Anyway, let’s just get to it. It’s your time to shine! After the jump, the five Highest Rated Comments of the week, as voted on by you, the Lowest Rated Comment of the week, and the Editor’s Choice.
This Week’s Highest Rated Comments

I feel the need for speed, to speed away from these gay people!
Posted by: oh. in response to Tom Cruise Can’t Catch A Break. Good.
Score = 60

“I want the truth!”
“You can’t handle the truth because it involves gay people!”
Posted by: kiss the pan in response to Tom Cruise Can’t Catch A Break. Good.
Score = 60

Spooky, scary. Boys becoming men; men becoming wolves.

Posted by: Godsauce in response to Videogum’s Teen Korner: Werewolves Are The New Vampires Are The Cutest!
Score = 60

“You had me at ‘Hello, I am a heterosexual and not at all gay’.”
Posted by: tkc in response to Tom Cruise Can’t Catch A Break. Good.
Score = 63

She was terrible at Mario. You see her completely ignore that dragon coin? I mean five of those and that’s an extra man. What are you Joe Rockefeller with plenty of extra lives to throw around? This is a recession and extra lives are scarce.
Posted by: hlebtastic in response to That’s Your Wedding Proposal: Super Mario World Proposal
Score = 81
[Ed. note: everyone really brought it this week. Good work, everyone. Many of the comments in the Top 5 would have been up for consideration for the Editor's Choice if they weren't already rewarded here, by a jury of their peers. If I could (as if I can't? There are no rules to this, but let's pretend) I would give the entire Tom Cruise thread the Editor's Choice this week. But I can't. Because rules that don't exist are still rules. Nevertheless, WELL PLAYED, TEAM.]
This Week’s Lowest Rated Comment
movie sucked. made by adults trying desperately to remember what it’s like to be a kid, but having no clue.
Posted by: rat in response to The Videogum Movie Club: Where The Wild Things Are
Score = -29
[Ed. note: I am surprised that this is the lowest rated comment of the week.
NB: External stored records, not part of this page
#[cfg(test)]
mod tests {
  use super::*;
  use crate::timer::{testing::ManualTimers, TokioTimers};
  use serde_json::json;

  const TIMEOUT: Duration = Duration::from_secs(30);

  fn member(conn: &str, user: &str) -> Member {
    Member::new(conn.into(), Some(user.into()), user.to_string())
  }

  fn u(user: &str) -> IdentityKey {
    IdentityKey::User(user.into())
  }

  fn two_humans(timers: &ManualTimers) -> TurnSession {
    let mut session = TurnSession::new(
      RoomId::normalize("room1"),
      GameType::TicTacToe,
      vec![
        Participant::from_member(&member("c1", "u1")),
        Participant::from_member(&member("c2", "u2")),
      ],
      TIMEOUT,
    )
    .unwrap();
    session.start(timers).unwrap();
    session
  }

  #[test]
  fn start_arms_one_timer_for_the_first_actor() {
    let timers = ManualTimers::new();
    let session = two_humans(&timers);

    assert_eq!(session.phase(), SessionPhase::Active);
    assert_eq!(session.current_actor(), Some(&u("u1")));
    assert_eq!(timers.count(), 1);
    assert_eq!(session.pending_timer(), timers.last().map(|t| t.id));
    assert_eq!(timers.armed()[0].1, TIMEOUT);
  }

  #[test]
  fn move_passes_turn_and_rearms() {
    let timers = ManualTimers::new();
    let mut session = two_humans(&timers);
    let first = session.pending_timer().unwrap();

    session.submit_move(&u("u1"), &json!({ "cell": 4 }), &timers).unwrap();

    assert_eq!(session.current_actor(), Some(&u("u2")));
    let second = session.pending_timer().unwrap();
    assert_ne!(first, second);
    assert_eq!(timers.count(), 2);
    assert!(session.public_state().last_move_at.is_some());
  }

  #[test]
  fn stale_actor_is_rejected_without_change() {
    let timers = ManualTimers::new();
    let mut session = two_humans(&timers);
    let timer = session.pending_timer();

    let err = session.submit_move(&u("u2"), &json!({ "cell": 0 }), &timers).unwrap_err();
    assert_eq!(err, CoreError::StaleActor);
    assert_eq!(session.current_actor(), Some(&u("u1")));
    assert_eq!(session.pending_timer(), timer);
    assert_eq!(session.public_state().moves, 0);
  }

  #[test]
  fn illegal_move_keeps_timer() {
    let timers = ManualTimers::new();
    let mut session = two_humans(&timers);
    let timer = session.pending_timer();

    let err = session.submit_move(&u("u1"), &json!({ "cell": 42 }), &timers).unwrap_err();
    assert!(matches!(err, CoreError::IllegalMove(_)));
    assert_eq!(session.pending_timer(), timer);
    assert_eq!(timers.count(), 1);
  }

  #[test]
  fn superseded_timer_firing_is_a_no_op() {
    let timers = ManualTimers::new();
    let mut session = two_humans(&timers);
    let old = session.pending_timer().unwrap();

    session.submit_move(&u("u1"), &json!({ "cell": 0 }), &timers).unwrap();
    let before = session.state().clone();

    assert!(!session.on_timeout(old));
    assert_eq!(session.phase(), SessionPhase::Active);
    assert_eq!(session.current_actor(), Some(&u("u2")));
    assert_eq!(session.state(), &before);
    assert!(session.pending_timer().is_some());
  }

  #[test]
  fn timeout_forfeits_to_the_other_participant() {
    let timers = ManualTimers::new();
    let mut session = two_humans(&timers);
    session.submit_move(&u("u1"), &json!({ "cell": 0 }), &timers).unwrap();

    let current = session.pending_timer().unwrap();
    assert!(session.on_timeout(current));

    assert_eq!(session.phase(), SessionPhase::TimedOut);
    assert_eq!(
      session.outcome(),
      Some(&SessionOutcome::Forfeit {
        forfeited: u("u2"),
        winner: Some(u("u1")),
      })
    );
    assert!(session.pending_timer().is_none());

    for actor in [u("u1"), u("u2")] {
      let err = session.submit_move(&actor, &json!({ "cell": 8 }), &timers).unwrap_err();
      assert_eq!(err, CoreError::SessionFinished);
    }
  }

  #[test]
  fn win_ends_session_and_cancels_timer() {
    let timers = ManualTimers::new();
    let mut session = two_humans(&timers);
    for (actor, cell) in [("u1", 0), ("u2", 3), ("u1", 1), ("u2", 4), ("u1", 2)] {
      session.submit_move(&u(actor), &json!({ "cell": cell }), &timers).unwrap();
    }

    assert_eq!(session.phase(), SessionPhase::Ended);
    assert_eq!(session.outcome(), Some(&SessionOutcome::Winner { winner: u("u1") }));
    assert!(session.pending_timer().is_none());
    assert!(session.current_actor().is_none());
  }

  #[test]
  fn scripted_opponent_moves_inline_without_a_timer() {
    let timers = ManualTimers::new();
    let mut session = TurnSession::new(
      RoomId::normalize("room1"),
      GameType::TicTacToe,
      vec![Participant::from_member(&member("c1", "u1")), Participant::bot("bot")],
      TIMEOUT,
    )
    .unwrap();
    session.start(&timers).unwrap();
    session.submit_move(&u("u1"), &json!({ "cell": 0 }), &timers).unwrap();

    assert_eq!(session.current_actor(), Some(&u("u1")));
    assert_eq!(session.public_state().moves, 2);
    assert_eq!(timers.count(), 2);
    assert!(timers.armed().iter().all(|(fired, _)| matches!(fired.kind, TimerKind::TurnExpired { .. })));
  }

  #[test]
  fn bot_seated_first_moves_before_any_timer() {
    let timers = ManualTimers::new();
    let mut session = TurnSession::new(
      RoomId::normalize("room1"),
      GameType::Nim,
      vec![Participant::bot("nimbot"), Participant::from_member(&member("c1", "u1"))],
      TIMEOUT,
    )
    .unwrap();
    session.start(&timers).unwrap();

    assert_eq!(session.current_actor(), Some(&u("u1")));
    assert_eq!(session.public_state().moves, 1);
    assert_eq!(timers.count(), 1);
  }

  #[test]
  fn rejects_sessions_without_humans_or_with_duplicates() {
    let bots = TurnSession::new(
      RoomId::normalize("r"),
      GameType::Nim,
      vec![Participant::bot("a"), Participant::bot("b")],
      TIMEOUT,
    );
    assert!(matches!(bots, Err(CoreError::InvalidParticipants(_))));

    let twice = TurnSession::new(
      RoomId::normalize("r"),
      GameType::Nim,
      vec![
        Participant::from_member(&member("c1", "u1")),
        Participant::from_member(&member("c2", "u1")),
      ],
      TIMEOUT,
    );
    assert!(matches!(twice, Err(CoreError::InvalidParticipants(_))));
  }

  #[test]
  fn restart_remaps_reconnected_participants() {
    let timers = ManualTimers::new();
    let mut session = two_humans(&timers);
    session.submit_move(&u("u1"), &json!({ "cell": 0 }), &timers).unwrap();

    let members = vec![member("c1", "u1"), member("c7", "u2")];
    session.restart(&members, &timers).unwrap();

    assert_eq!(session.participants()[1].connection_id, Some("c7".into()));
    assert_eq!(session.current_actor(), Some(&u("u1")));
    assert_eq!(session.public_state().moves, 0);
    assert_eq!(session.state()["cells"], json!([null, null, null, null, null, null, null, null, null]));
    assert_eq!(session.pending_timer(), timers.last().map(|t| t.id));
  }

  #[test]
  fn restart_fails_when_a_participant_left() {
    let timers = ManualTimers::new();
    let mut session = two_humans(&timers);
    let err = session.restart(&[member("c1", "u1")], &timers).unwrap_err();
    assert!(matches!(err, CoreError::InvalidParticipants(_)));
  }

  #[tokio::test(start_paused = true)]
  async fn real_timer_forfeits_after_timeout() {
    let (timers, mut fired) = TokioTimers::channel();
    let mut session = TurnSession::new(
      RoomId::normalize("room1"),
      GameType::Nim,
      vec![
        Participant::from_member(&member("c1", "u1")),
        Participant::from_member(&member("c2", "u2")),
      ],
      Duration::from_millis(200),
    )
    .unwrap();
    session.start(&timers).unwrap();

    tokio::time::sleep(Duration::from_millis(250)).await;
    let event = fired.recv().await.unwrap();
    assert!(session.on_timeout(event.id));
    assert_eq!(
      session.outcome(),
      Some(&SessionOutcome::Forfeit {
        forfeited: u("u1"),
        winner: Some(u("u2")),
      })
    );
    assert!(session.submit_move(&u("u1"), &json!({ "heap": 0, "take": 1 }), &timers).is_err());
    assert!(session.submit_move(&u("u2"), &json!({ "heap": 0, "take": 1 }), &timers).is_err());
  }
}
It seems like a completely valid opinion to have of Where the Wild Things Are. Perhaps it is a little too brusque. And there's also the fact that it's never that fun when someone comes out of nowhere, drops their little comment turd in the dark, and disappears. But otherwise this comment doesn't bother me. "rat" is even kind of right! That movie is aggressively precious!]
This Week’s Editor’s Choice

Andrew, don’t interrupt!
Posted by: Matthew in response to Old Videos Explaining How To Use An Internet That No Longer Exists Will Never Not Be Funny
[Ed. note: as I mentioned, you guys were DRUMLINING this week. The Tom Cruise thread is a legend among threads. I also liked when you guys explained your Commenter Names' meanings and origins. Fun! I chose this comment because I think that Matthew has unwittingly created my favorite new inside joke. Because from now on I am definitely responding to trolls with "Andrew, don't interrupt!" Lots of Love.]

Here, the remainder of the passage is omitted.